A Scout, Boy Scout, Girl Scout, or, in some countries, a Pathfinder is a participant in the Scout Movement, usually aged 10–18 years, who engages in learning scoutcraft and outdoor and other special interest activities. Some Scout organizations have split this wide age group development span into junior and senior programs. Scouts are often organized into patrols of about 6–8 Scouts under a patrol leader with a number of patrols forming a larger troop under the guidance of one or more adult leaders or Scoutmasters. Many troops are affiliated with local, national and international organizations. Some Scout organizations have special interest programs such as Air Scouts, Sea Scouts, high adventure, Scout bands, mounted scouts and cyclist Scouts. In the United States there were around 6 million scouts in 2011.

==Foundation==

At the beginning of the twentieth century, there was popular interest in frontier and military scouts. Boys and girls emulated these scouts in dress and activities and teachers and youth leaders instructed boys and girls in scoutcraft. Aids to Scouting, a book about military scouting written by a hero of the Second Boer War, Robert Baden-Powell, was one source used for instruction. Inspired by the interest in his book and urged by the founder and leaders of the Boys Brigade, Baden-Powell wrote Scouting for Boys for boy readership, which was published in 1908 together with The Scout magazine which describe a Scout method of outdoor activities aiming at developing character, citizenship training, and personal fitness qualities among youth. Baden-Powell intended his book and scheme would be used by established organizations, particular the various Brigade Movement organizations. However, because of the popular image of scouts and desire for adventurous outdoor activities, boys and even some girls formed their own Scout patrols independent of any organization.

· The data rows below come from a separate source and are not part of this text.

//! Error types for the Contextor domain.
//!
//! Uses `thiserror` for ergonomic error definitions.
//! Each bounded context has its own error variant.

use thiserror::Error;

/// The top-level error type for all Contextor operations.
#[derive(Debug, Error)]
pub enum Error {
    // --- Language model / embedding endpoints ---
    #[error("Provider error: {0}")]
    Provider(#[from] ProviderError),

    // --- Vector index and conversation store ---
    #[error("Index error: {0}")]
    Index(#[from] IndexError),

    // --- Web search and page fetch ---
    #[error("Web error: {0}")]
    Web(#[from] WebError),

    // --- Corpus chunking ---
    #[error("Chunking error: {0}")]
    Chunk(#[from] ChunkError),

    // --- Context assembly ---
    #[error("Assembly error: {0}")]
    Assembly(#[from] AssemblyError),

    // --- Configuration errors ---
    #[error("Configuration error: {message}")]
    Config { message: String },
}

/// Result type alias using our Error.
pub type Result<T> = std::result::Result<T, Error>;

// --- Bounded context errors ---

#[derive(Debug, Clone, Error)]
pub enum ProviderError {
    #[error("API request failed: {message} (status: {status_code})")]
    ApiError { status_code: u16, message: String },

    #[error("Rate limited by provider, retry after {retry_after_secs}s")]
    RateLimited { retry_after_secs: u64 },

    #[error("Authentication failed: {0}")]
    AuthenticationFailed(String),

    #[error("Provider not configured: {0}")]
    NotConfigured(String),

    #[error("Request timed out: {0}")]
    Timeout(String),

    #[error("Network error: {0}")]
    Network(String),

    #[error("Malformed response: {0}")]
    MalformedResponse(String),
}

#[derive(Debug, Error)]
pub enum IndexError {
    #[error("Storage error: {0}")]
    Storage(String),

    #[error("Embedding generation failed: {0}")]
    EmbeddingFailed(String),

    #[error("Embedding dimension mismatch: expected {expected}, got {actual}")]
    DimensionMismatch { expected: usize, actual: usize },

    #[error("Conversation store unavailable: {0}")]
    StoreUnavailable(String),
}

impl From<ProviderError> for IndexError {
    fn from(err: ProviderError) -> Self {
        Self::EmbeddingFailed(err.to_string())
    }
}

#[derive(Debug, Clone, Error)]
pub enum WebError {
    #[error("Search request failed: {0}")]
    SearchFailed(String),

    #[error("Fetch failed for {url}: {reason}")]
    FetchFailed { url: String, reason: String },

    #[error("Unexpected status {status} from {url}")]
    Status { url: String, status: u16 },

    #[error("Malformed search payload: {0}")]
    MalformedPayload(String),
}

#[derive(Debug, Clone, PartialEq, Error)]
pub enum ChunkError {
    #[error("Invalid chunker configuration: {0}")]
    InvalidConfig(String),

    #[error("Message {index} in conversation '{conversation}' has no timestamp")]
    MissingTimestamp { conversation: String, index: usize },
}

#[derive(Debug, Clone, PartialEq, Error)]
pub enum AssemblyError {
    #[error("Invalid argument: {0}")]
    InvalidArgument(String),
}

#[cfg(test)]
mod tests {
    use super::*;

    #[test]
    fn provider_error_displays_correctly() {
        let err = Error::Provider(ProviderError::ApiError {
            status_code: 503,
            message: "Service unavailable".into(),
        });
        assert!(err.to_string().contains("503"));
        assert!(err.to_string().contains("Service unavailable"));
    }

    #[test]
    fn missing_timestamp_names_the_message() {
        let err = ChunkError::MissingTimestamp {
            conversation: "trip-planning".into(),
            index: 3,
        };
        let msg = err.to_string();
        assert!(msg.contains("trip-planning"));
        assert!(msg.contains('3'));
    }

    #[test]
    fn provider_error_converts_into_embedding_failure() {
        let err: IndexError = ProviderError::Network("connection refused".into()).into();
        assert!(matches!(err, IndexError::EmbeddingFailed(ref m) if m.contains("refused")));
    }
}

Local and national scout organizations were formed in many countries. In the United Kingdom, Baden-Powell formed The Boy Scouts Association in 1910. Over time, Scout programs have been modified in many of the countries where it is run and special interest programs developed such as Air Scouts, Sea Scouts, outdoor high adventure, Scout bands and rider Scouts but most hold to the same core values and principles.

=== Girls ===
Many girls took up being Girl Scouts. Edwardian values of the time would not accept young boys and girls to "rough and tumble" together, so Baden-Powell formed a separate organization for girls in 1910, the Girl Guides Association, which was followed in other countries forming the Girl Guides.

=== Senior Scouts ===
Many Scout troops and central organizations found it useful to provide separate training for older boys as senior Scouts in separate patrols and troops. Later, programs for senior Scouts were formally established (e.g. Senior Scouts, Explorer Scouts, Venture Scouts), often with more challenging and diverse activities.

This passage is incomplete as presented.